Sedat Edip Bucak (born 31 October 1960 in Siverek) is a Zaza politician and the leader of the Bucak tribe in Siverek, Şanlıurfa Province, Turkey. In the 1990s, he was a member of the Grand National Assembly of Turkey. He survived the 1996 Susurluk car crash which led to the Susurluk scandal over links between police, politicians, the Turkish mafia and the Grey Wolves. In 2004 he was convicted of involvement in the Susurluk criminal gang, overturning a previous acquittal.

Life
He was born in Siverek in 1960. His father is İsmail Hakkı.

He was elected to the Grand National Assembly of Turkey in 1991, representing Şanlıurfa for the True Path Party.

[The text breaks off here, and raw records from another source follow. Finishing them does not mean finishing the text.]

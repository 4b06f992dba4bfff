mod commands;
mod terminal;

use std::process::ExitCode;

use commands::{CommandLine, Commands, execute, locate};
use scriptlink_common::cancel::CancelFlag;
use scriptlink_common::config::Config;
use terminal::{logging, print};
use tracing::warn;

const INTERRUPTED: i32 = 130;

#[tokio::main]
async fn main() -> anyhow::Result<ExitCode> {
    let commands = CommandLine::parse_args();

    logging::init_logging(commands.quiet);

    let cfg: Config = commands.to_config();
    print::banner(cfg.no_banner, cfg.quiet);

    let cancel: CancelFlag = CancelFlag::new();
    watch_interrupt(cancel.clone());

    match commands.command {
        Commands::Exec { file, json } => {
            print::header("dispatching script", cfg.quiet);
            execute::execute(file, json, cfg, &cancel).await
        }
        Commands::Locate { json } => {
            print::header("locating server", cfg.quiet);
            locate::locate(json, cfg, &cancel).await
        }
    }
}

/// First Ctrl-C stops the scan after the probe in flight, a second one exits.
fn watch_interrupt(cancel: CancelFlag) {
    tokio::spawn(async move {
        if tokio::signal::ctrl_c().await.is_err() {
            return;
        }
        warn!("Interrupted, stopping scan");
        cancel.cancel();

        if tokio::signal::ctrl_c().await.is_ok() {
            std::process::exit(INTERRUPTED);
        }
    });
}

In October 1993 he held a meeting with Democracy Party (DEP) Siirt MP Zübeyir Aydar and Şırnak MP Selim Sadak. In this meeting, he declared that the state had done everything to destroy the fraternity between the Turkish and Kurdish nations. In December 1993 he organized the distribution of a leaflet entitled "Siverek Youth" in the district center of Siverek.

He was re-elected in the 1995 general election. He was the sole survivor of the Susurluk car crash in November 1996 which led to the Susurluk scandal. The other three crash victims were drug smuggler Abdullah Çatlı and his girlfriend Gonça Us, and the director of the Police Academy in Istanbul Hüseyin Kocadağ. The crashed Mercedes belonged to Bucak. Bucak's parliamentary immunity was revoked, but it was reinstated when he was re-elected in 1999, putting the Susurluk-related trial on hold. In the 1990s he was also in charge of a village guards unit of the Bucak tribe which at time 10'000 men.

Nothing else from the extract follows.